What you need to do:
Search for the word "below" in the entries. Each line that holds it should be copied.

Saved entries:

**********

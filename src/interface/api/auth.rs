//! Static API key check
//!
//! Protected handlers take an [`ApiKeyAuth`] argument; extraction fails with
//! 401 unless the `api_key` query parameter matches the configured key.

use super::error::ApiError;
use super::invitation_handler::AppState;
use axum::{
    async_trait,
    extract::{FromRequestParts, Query},
    http::request::Parts,
};
use serde::Deserialize;
use tracing::warn;

#[derive(Debug, Deserialize)]
struct ApiKeyQuery {
    api_key: Option<String>,
}

/// Proof that the request carried a valid API key
#[derive(Debug, Clone, Copy)]
pub struct ApiKeyAuth;

#[async_trait]
impl FromRequestParts<AppState> for ApiKeyAuth {
    type Rejection = ApiError;

    async fn from_request_parts(parts: &mut Parts, state: &AppState) -> Result<Self, Self::Rejection> {
        let provided = Query::<ApiKeyQuery>::try_from_uri(&parts.uri)
            .ok()
            .and_then(|Query(query)| query.api_key);

        match provided {
            Some(key) if key == state.api_key.as_ref() => Ok(ApiKeyAuth),
            _ => {
                warn!("API: Rejected request to {} with invalid api_key", parts.uri.path());
                Err(ApiError::Unauthorized("invalid api_key".to_string()))
            }
        }
    }
}
//! Invitation API DTOs

use crate::application::InviteOutcome;
use crate::domain::dispatch::{CallOutcome, CallResult};
use serde::{Deserialize, Serialize};

pub const INVITER_MAX_LEN: usize = 100;
pub const PLACE_MAX_LEN: usize = 200;

/// Batch invitation request
#[derive(Debug, Clone, Serialize, Deserialize)]
#[serde(deny_unknown_fields)]
pub struct InviteRequest {
    pub numbers: Vec<String>,
    pub inviter: String,
    pub place: String,
}

impl InviteRequest {
    /// Check field constraints, returning every violation
    pub fn validate(&self) -> Result<(), String> {
        let mut errors = Vec::new();

        check_text(&mut errors, "inviter", &self.inviter, INVITER_MAX_LEN);
        check_text(&mut errors, "place", &self.place, PLACE_MAX_LEN);
        for (i, number) in self.numbers.iter().enumerate() {
            if number.is_empty() {
                errors.push(format!("\"numbers[{}]\" is not allowed to be empty", i));
            }
        }

        if errors.is_empty() {
            Ok(())
        } else {
            Err(errors.join(", "))
        }
    }
}

fn check_text(errors: &mut Vec<String>, field: &str, value: &str, max_len: usize) {
    if value.is_empty() {
        errors.push(format!("\"{}\" is not allowed to be empty", field));
    } else if value.chars().count() > max_len {
        errors.push(format!(
            "\"{}\" length must be less than or equal to {} characters long",
            field, max_len
        ));
    }
}

/// A queued call
#[derive(Debug, Clone, PartialEq, Eq, Serialize, Deserialize)]
#[serde(rename_all = "camelCase")]
pub struct QueuedCallDto {
    pub call_id: String,
    pub number: String,
    pub parsed_number: String,
}

/// A failed call
#[derive(Debug, Clone, PartialEq, Eq, Serialize, Deserialize)]
#[serde(rename_all = "camelCase")]
pub struct FailedCallDto {
    pub error: String,
    pub number: String,
    pub parsed_number: String,
}

#[derive(Debug, Clone, PartialEq, Eq, Serialize, Deserialize)]
#[serde(untagged)]
pub enum CallResultDto {
    Queued(QueuedCallDto),
    Failed(FailedCallDto),
}

impl From<CallResult> for CallResultDto {
    fn from(result: CallResult) -> Self {
        let parsed_number = result.parsed_number.into_string();
        match result.outcome {
            CallOutcome::Queued { call_id } => CallResultDto::Queued(QueuedCallDto {
                call_id,
                number: result.number,
                parsed_number,
            }),
            CallOutcome::Failed { reason } => CallResultDto::Failed(FailedCallDto {
                error: reason,
                number: result.number,
                parsed_number,
            }),
        }
    }
}

/// Batch invitation response
#[derive(Debug, Clone, Serialize, Deserialize)]
pub struct InviteResponse {
    pub queued: Vec<CallResultDto>,
    pub failed: Vec<CallResultDto>,
}

impl From<InviteOutcome> for InviteResponse {
    fn from(outcome: InviteOutcome) -> Self {
        Self {
            queued: outcome.queued.into_iter().map(Into::into).collect(),
            failed: outcome.failed.into_iter().map(Into::into).collect(),
        }
    }
}

/// Response notification for a call
#[derive(Debug, Clone, Serialize, Deserialize)]
#[serde(rename_all = "camelCase")]
pub struct ResponseRequest {
    pub call_id: String,
    pub is_down: bool,
}

#[derive(Debug, Clone, Serialize, Deserialize)]
pub struct AckResponse {
    pub ok: bool,
}

/// Demo call request
#[derive(Debug, Clone, Serialize, Deserialize)]
pub struct DemoCallRequest {
    pub number: String,
}
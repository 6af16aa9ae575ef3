//! Dispatch outcomes

use crate::domain::shared::value_objects::PhoneNumber;

/// Result of dispatching one call
#[derive(Debug, Clone, PartialEq, Eq)]
pub enum CallOutcome {
    Queued { call_id: String },
    Failed { reason: String },
}

/// A dispatch outcome tagged with the number it was for
#[derive(Debug, Clone, PartialEq, Eq)]
pub struct CallResult {
    /// Number exactly as the caller submitted it
    pub number: String,
    pub parsed_number: PhoneNumber,
    pub outcome: CallOutcome,
}

impl CallResult {
    pub fn new(number: impl Into<String>, parsed_number: PhoneNumber, outcome: CallOutcome) -> Self {
        Self {
            number: number.into(),
            parsed_number,
            outcome,
        }
    }

    pub fn is_queued(&self) -> bool {
        matches!(self.outcome, CallOutcome::Queued { .. })
    }

    pub fn call_id(&self) -> Option<&str> {
        match &self.outcome {
            CallOutcome::Queued { call_id } => Some(call_id),
            CallOutcome::Failed { .. } => None,
        }
    }

    pub fn failure_reason(&self) -> Option<&str> {
        match &self.outcome {
            CallOutcome::Queued { .. } => None,
            CallOutcome::Failed { reason } => Some(reason),
        }
    }
}
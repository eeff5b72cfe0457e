//! Frontend error taxonomy.

use std::path::PathBuf;

/// Errors that terminate the frontend.
///
/// Recoverable persistence misses (missing or empty save files at startup)
/// are `Ok` paths in [`crate::PersistenceManager`], not variants here: every
/// variant below is fatal to the process. There is no retry logic anywhere.
#[derive(Debug, thiserror::Error)]
pub enum FrontendError {
    #[error(transparent)]
    Engine(#[from] palmboy_core::EngineError),

    #[error("engine thread failed to reach its started state")]
    EngineStart,

    #[error("no user directory available for save files")]
    NoUserDir,

    #[error("failed to read {path}")]
    PersistenceRead {
        path: PathBuf,
        #[source]
        source: std::io::Error,
    },

    #[error("failed to write {path}")]
    PersistenceWrite {
        path: PathBuf,
        #[source]
        source: std::io::Error,
    },

    #[error("engine rejected snapshot {path}")]
    SnapshotRejected { path: PathBuf },

    #[error("display initialization failed: {0}")]
    Display(String),

    #[error("gamepad initialization failed: {0}")]
    Input(String),

    #[error("event loop failed")]
    EventLoop(#[from] winit::error::EventLoopError),
}
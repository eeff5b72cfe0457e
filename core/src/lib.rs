//! Core contract between the palmboy frontend and an emulation engine.

mod engine;
mod keys;

pub use engine::{Engine, EngineError, Model, Platform};
pub use keys::{
    KEY_A, KEY_B, KEY_DOWN, KEY_L, KEY_LEFT, KEY_MASK, KEY_R, KEY_RIGHT, KEY_SELECT, KEY_START,
    KEY_UP, Keys,
};
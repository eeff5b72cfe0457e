//! Save file persistence: snapshot state and battery RAM.
//!
//! Save files live next to each other in the user data directory, named
//! after the content file. Missing or empty files at startup are a normal
//! first run; unreadable or unwritable files are fatal. Whole files are
//! read and written in single calls, so a save is either fully applied or
//! not at all.

use std::fs;
use std::io;
use std::path::{Path, PathBuf};

use palmboy_core::{Engine, Platform};
use tracing::{info, warn};

use crate::error::FrontendError;

/// Application directory name under the user data directory.
const APP_DIR: &str = "palmboy";

/// Snapshot state file extension.
const STATE_EXT: &str = "sav";

/// Battery RAM file extension.
const BATTERY_EXT: &str = "srm";

/// Resolved save file locations for one content file.
pub struct PersistenceManager {
    state_path: PathBuf,
    battery_path: PathBuf,
}

impl PersistenceManager {
    /// Resolve save paths for `content` under the user data directory,
    /// creating the application directory if needed.
    ///
    /// # Errors
    ///
    /// [`FrontendError::NoUserDir`] when no data or home directory exists;
    /// [`FrontendError::PersistenceWrite`] when the directory cannot be
    /// created.
    pub fn for_content(content: &Path) -> Result<Self, FrontendError> {
        let base = dirs::data_dir()
            .or_else(dirs::home_dir)
            .ok_or(FrontendError::NoUserDir)?;
        let dir = base.join(APP_DIR);
        fs::create_dir_all(&dir).map_err(|source| FrontendError::PersistenceWrite {
            path: dir.clone(),
            source,
        })?;
        Ok(Self::in_dir(&dir, content))
    }

    /// Resolve save paths inside an explicit directory.
    #[must_use]
    pub fn in_dir(dir: &Path, content: &Path) -> Self {
        let stem = content
            .file_stem()
            .map_or_else(|| "content".into(), ToOwned::to_owned);
        let mut state_path = dir.join(&stem);
        state_path.set_extension(STATE_EXT);
        let mut battery_path = dir.join(&stem);
        battery_path.set_extension(BATTERY_EXT);
        Self {
            state_path,
            battery_path,
        }
    }

    /// The snapshot file location.
    #[must_use]
    pub fn state_path(&self) -> &Path {
        &self.state_path
    }

    /// The battery RAM file location.
    #[must_use]
    pub fn battery_path(&self) -> &Path {
        &self.battery_path
    }

    /// Restore engine state from the snapshot file. Returns `false` when no
    /// snapshot exists yet.
    ///
    /// # Errors
    ///
    /// [`FrontendError::SnapshotRejected`] when the engine refuses the blob,
    /// [`FrontendError::PersistenceRead`] on any other read failure.
    pub fn load_state(&self, engine: &mut dyn Engine) -> Result<bool, FrontendError> {
        let Some(data) = read_optional(&self.state_path)? else {
            warn!(path = %self.state_path.display(), "no saved state, starting fresh");
            return Ok(false);
        };
        if !engine.load_snapshot(&data) {
            return Err(FrontendError::SnapshotRejected {
                path: self.state_path.clone(),
            });
        }
        info!(path = %self.state_path.display(), bytes = data.len(), "state restored");
        Ok(true)
    }

    /// Restore battery RAM from the save file. Returns `false` when no save
    /// exists yet. On the Game Boy platform the restore is flagged for
    /// writeback so the region is persisted again at exit regardless of
    /// whether the content writes to it this session.
    ///
    /// # Errors
    ///
    /// [`FrontendError::PersistenceRead`] on a read failure.
    pub fn load_battery(&self, engine: &mut dyn Engine) -> Result<bool, FrontendError> {
        let Some(data) = read_optional(&self.battery_path)? else {
            warn!(path = %self.battery_path.display(), "no battery save, starting fresh");
            return Ok(false);
        };
        let writeback = engine.platform() == Platform::GameBoy;
        engine.restore_battery_ram(&data, writeback);
        info!(
            path = %self.battery_path.display(),
            bytes = data.len(),
            writeback,
            "battery RAM restored"
        );
        Ok(true)
    }

    /// Write the engine's current snapshot to the state file.
    ///
    /// # Errors
    ///
    /// [`FrontendError::PersistenceWrite`] on a write failure.
    pub fn save_state(&self, engine: &dyn Engine) -> Result<(), FrontendError> {
        let blob = engine.save_snapshot();
        fs::write(&self.state_path, &blob).map_err(|source| FrontendError::PersistenceWrite {
            path: self.state_path.clone(),
            source,
        })?;
        info!(path = %self.state_path.display(), bytes = blob.len(), "state saved");
        Ok(())
    }

    /// Write the engine's battery RAM to the save file. A content file with
    /// no battery region is skipped silently.
    ///
    /// # Errors
    ///
    /// [`FrontendError::PersistenceWrite`] on a write failure.
    pub fn save_battery(&self, engine: &dyn Engine) -> Result<(), FrontendError> {
        let region = engine.battery_ram();
        if region.is_empty() {
            return Ok(());
        }
        fs::write(&self.battery_path, region).map_err(|source| {
            FrontendError::PersistenceWrite {
                path: self.battery_path.clone(),
                source,
            }
        })?;
        info!(
            path = %self.battery_path.display(),
            bytes = region.len(),
            "battery RAM saved"
        );
        Ok(())
    }
}

/// Read a whole file, treating a missing or empty file as absent.
fn read_optional(path: &Path) -> Result<Option<Vec<u8>>, FrontendError> {
    match fs::read(path) {
        Ok(data) if data.is_empty() => Ok(None),
        Ok(data) => Ok(Some(data)),
        Err(err) if err.kind() == io::ErrorKind::NotFound => Ok(None),
        Err(source) => Err(FrontendError::PersistenceRead {
            path: path.to_path_buf(),
            source,
        }),
    }
}
//! Gamepad polling and the button-to-key mapping.

use gilrs::{Axis, Button, Gilrs};
use palmboy_core::{
    KEY_A, KEY_B, KEY_DOWN, KEY_L, KEY_LEFT, KEY_R, KEY_RIGHT, KEY_SELECT, KEY_START, KEY_UP, Keys,
};

/// Analog stick magnitude below which deflection is ignored.
pub const STICK_DEADZONE: f32 = 0.35;

/// One poll's worth of pad state, sampled once per render pass.
#[derive(Debug, Default, Clone, Copy, PartialEq)]
pub struct PadState {
    pub a: bool,
    pub b: bool,
    pub select: bool,
    pub start: bool,
    pub dpad_up: bool,
    pub dpad_down: bool,
    pub dpad_left: bool,
    pub dpad_right: bool,
    pub l: bool,
    pub r: bool,
    /// Left stick deflection, positive right.
    pub stick_x: f32,
    /// Left stick deflection, positive up.
    pub stick_y: f32,
    /// The dedicated quit chord (the mode/guide button).
    pub quit: bool,
}

/// Drain pending gamepad events and sample the first connected pad.
///
/// With no pad connected every field reads released, so the frontend keeps
/// running and simply feeds an empty key mask.
pub fn read_pad(gilrs: &mut Gilrs) -> PadState {
    while gilrs.next_event().is_some() {}

    let mut pad = PadState::default();
    if let Some((_, gamepad)) = gilrs.gamepads().next() {
        pad.a = gamepad.is_pressed(Button::South);
        pad.b = gamepad.is_pressed(Button::East);
        pad.select = gamepad.is_pressed(Button::Select);
        pad.start = gamepad.is_pressed(Button::Start);
        pad.dpad_up = gamepad.is_pressed(Button::DPadUp);
        pad.dpad_down = gamepad.is_pressed(Button::DPadDown);
        pad.dpad_left = gamepad.is_pressed(Button::DPadLeft);
        pad.dpad_right = gamepad.is_pressed(Button::DPadRight);
        pad.l = gamepad.is_pressed(Button::LeftTrigger);
        pad.r = gamepad.is_pressed(Button::RightTrigger);
        pad.stick_x = gamepad.value(Axis::LeftStickX);
        pad.stick_y = gamepad.value(Axis::LeftStickY);
        pad.quit = gamepad.is_pressed(Button::Mode);
    }
    pad
}

/// Fold one pad sample into the engine's key mask. The stick maps onto the
/// directional bits past the deadzone, ORed with the d-pad.
#[must_use]
pub fn key_mask(pad: &PadState) -> Keys {
    let mut keys = Keys::empty();
    keys.set(KEY_A, pad.a);
    keys.set(KEY_B, pad.b);
    keys.set(KEY_SELECT, pad.select);
    keys.set(KEY_START, pad.start);
    keys.set(KEY_RIGHT, pad.dpad_right || pad.stick_x > STICK_DEADZONE);
    keys.set(KEY_LEFT, pad.dpad_left || pad.stick_x < -STICK_DEADZONE);
    keys.set(KEY_UP, pad.dpad_up || pad.stick_y > STICK_DEADZONE);
    keys.set(KEY_DOWN, pad.dpad_down || pad.stick_y < -STICK_DEADZONE);
    keys.set(KEY_R, pad.r);
    keys.set(KEY_L, pad.l);
    keys
}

**********

Task answer:
/// variant below is fatal to the process. There is no retry logic anywhere.
/// Analog stick magnitude below which deflection is ignored.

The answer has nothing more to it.